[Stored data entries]
_____
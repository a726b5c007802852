//! Aggregates per-document findings into the size-bounded client report.

use chrono::{DateTime, Utc};
use serde::{Deserialize, Serialize};

use crate::analysis::finding::{Finding, RiskLevel};
use crate::analysis::truncate_chars;
use crate::config::ReportConfig;

const FULL_ANALYSIS_NOTE: &str = "Response optimized for size. Contact for full analysis.";

/// Findings produced for one successfully analysed document.
#[derive(Debug, Clone, PartialEq)]
pub struct DocumentFindings {
    pub filename: String,
    pub findings: Vec<Finding>,
}

#[derive(Debug, Clone, PartialEq, Serialize, Deserialize)]
pub struct ReportItem {
    /// 1-based position within its document.
    pub clause_id: usize,
    pub clause: String,
    pub risk: RiskLevel,
    pub laws: String,
    pub summary: String,
}

#[derive(Debug, Clone, PartialEq, Serialize, Deserialize)]
pub struct ResponseInfo {
    pub max_clauses_per_doc: usize,
    pub text_truncated: bool,
    pub full_analysis_note: String,
}

#[derive(Debug, Clone, PartialEq, Serialize, Deserialize)]
pub struct AnalysisReport {
    pub status: String,
    pub message: String,
    pub files: Vec<String>,
    pub total_documents: usize,
    pub total_clauses_analyzed: usize,
    pub legal_analysis: Vec<ReportItem>,
    pub analyzed_at: DateTime<Utc>,
    pub response_info: ResponseInfo,
}

impl AnalysisReport {
    /// Builds the report, applying the clause cap and field truncation.
    pub fn build(documents: &[DocumentFindings], limits: &ReportConfig, now: DateTime<Utc>) -> Self {
        let legal_analysis: Vec<ReportItem> = documents
            .iter()
            .flat_map(|doc| {
                doc.findings
                    .iter()
                    .take(limits.max_clauses_per_doc)
                    .enumerate()
                    .map(|(i, finding)| ReportItem {
                        clause_id: i + 1,
                        clause: truncate_chars(&finding.clause, limits.clause_chars),
                        risk: finding.risk,
                        laws: truncate_chars(&finding.laws, limits.laws_chars),
                        summary: truncate_chars(&finding.summary, limits.summary_chars),
                    })
            })
            .collect();

        let files: Vec<String> = documents.iter().map(|d| d.filename.clone()).collect();

        Self {
            status: "completed".to_string(),
            message: format!("Successfully analyzed {} legal documents", files.len()),
            total_documents: files.len(),
            total_clauses_analyzed: legal_analysis.len(),
            files,
            legal_analysis,
            analyzed_at: now,
            response_info: ResponseInfo {
                max_clauses_per_doc: limits.max_clauses_per_doc,
                text_truncated: true,
                full_analysis_note: FULL_ANALYSIS_NOTE.to_string(),
            },
        }
    }

    /// Opaque payload stored on a completed job.
    pub fn to_value(&self) -> serde_json::Value {
        match serde_json::to_value(self) {
            Ok(value) => value,
            Err(e) => {
                log::error!("Failed to serialize analysis report: {}", e);
                serde_json::Value::Null
            }
        }
    }
}

#[cfg(test)]
mod tests {
    use super::*;
    use crate::analysis::finding::Confidence;

    fn finding(clause: &str) -> Finding {
        Finding {
            clause: clause.to_string(),
            risk: RiskLevel::High,
            laws: "Contract law".to_string(),
            summary: "Summary".to_string(),
            confidence: Confidence::High,
            analyzed_at: Utc::now(),
        }
    }

    fn doc(name: &str, count: usize) -> DocumentFindings {
        DocumentFindings {
            filename: name.to_string(),
            findings: (0..count).map(|i| finding(&format!("Clause {}", i))).collect(),
        }
    }

    #[test]
    fn test_report_counts_and_message() {
        let report = AnalysisReport::build(
            &[doc("a.pdf", 2), doc("b.pdf", 3)],
            &ReportConfig::default(),
            Utc::now(),
        );

        assert_eq!(report.status, "completed");
        assert_eq!(report.message, "Successfully analyzed 2 legal documents");
        assert_eq!(report.files, vec!["a.pdf", "b.pdf"]);
        assert_eq!(report.total_documents, 2);
        assert_eq!(report.total_clauses_analyzed, 5);
        let ids: Vec<usize> = report.legal_analysis.iter().map(|i| i.clause_id).collect();
        assert_eq!(ids, vec![1, 2, 1, 2, 3]);
    }

    #[test]
    fn test_report_caps_clauses_per_document() {
        let report = AnalysisReport::build(&[doc("a.pdf", 15)], &ReportConfig::default(), Utc::now());
        assert_eq!(report.total_clauses_analyzed, 10);
        assert_eq!(report.response_info.max_clauses_per_doc, 10);
    }

    #[test]
    fn test_report_truncates_fields() {
        let mut long = finding(&"c".repeat(600));
        long.summary = "s".repeat(301);
        long.laws = "l".repeat(200);
        let docs = [DocumentFindings {
            filename: "a.pdf".to_string(),
            findings: vec![long],
        }];

        let report = AnalysisReport::build(&docs, &ReportConfig::default(), Utc::now());
        let item = &report.legal_analysis[0];
        assert_eq!(item.clause.chars().count(), 503);
        assert!(item.summary.ends_with("..."));
        assert_eq!(item.laws.len(), 200);
    }

    #[test]
    fn test_report_serializes_wire_shape() {
        let report = AnalysisReport::build(&[doc("a.pdf", 1)], &ReportConfig::default(), Utc::now());
        let value = report.to_value();

        assert_eq!(value["legal_analysis"][0]["risk"], "High");
        assert_eq!(value["legal_analysis"][0]["clause_id"], 1);
        assert_eq!(value["response_info"]["text_truncated"], true);
        assert!(value["analyzed_at"].is_string());
    }

    #[test]
    fn test_empty_report() {
        let report = AnalysisReport::build(&[], &ReportConfig::default(), Utc::now());
        assert_eq!(report.message, "Successfully analyzed 0 legal documents");
        assert!(report.legal_analysis.is_empty());
    }
}
/// Percentage of processed units, floored and capped at 100.
///
/// Returns 0 when `total` is 0.
pub fn percent(processed: usize, total: usize) -> u8 {
    if total == 0 {
        return 0;
    }
    let pct = (processed.min(total) as u128 * 100) / total as u128;
    pct as u8
}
_____
YOUR OBJECTIVE » Your answer must be the count of lines in the data that contain "High", with no added words.

WRITTEN RESPONSE » 3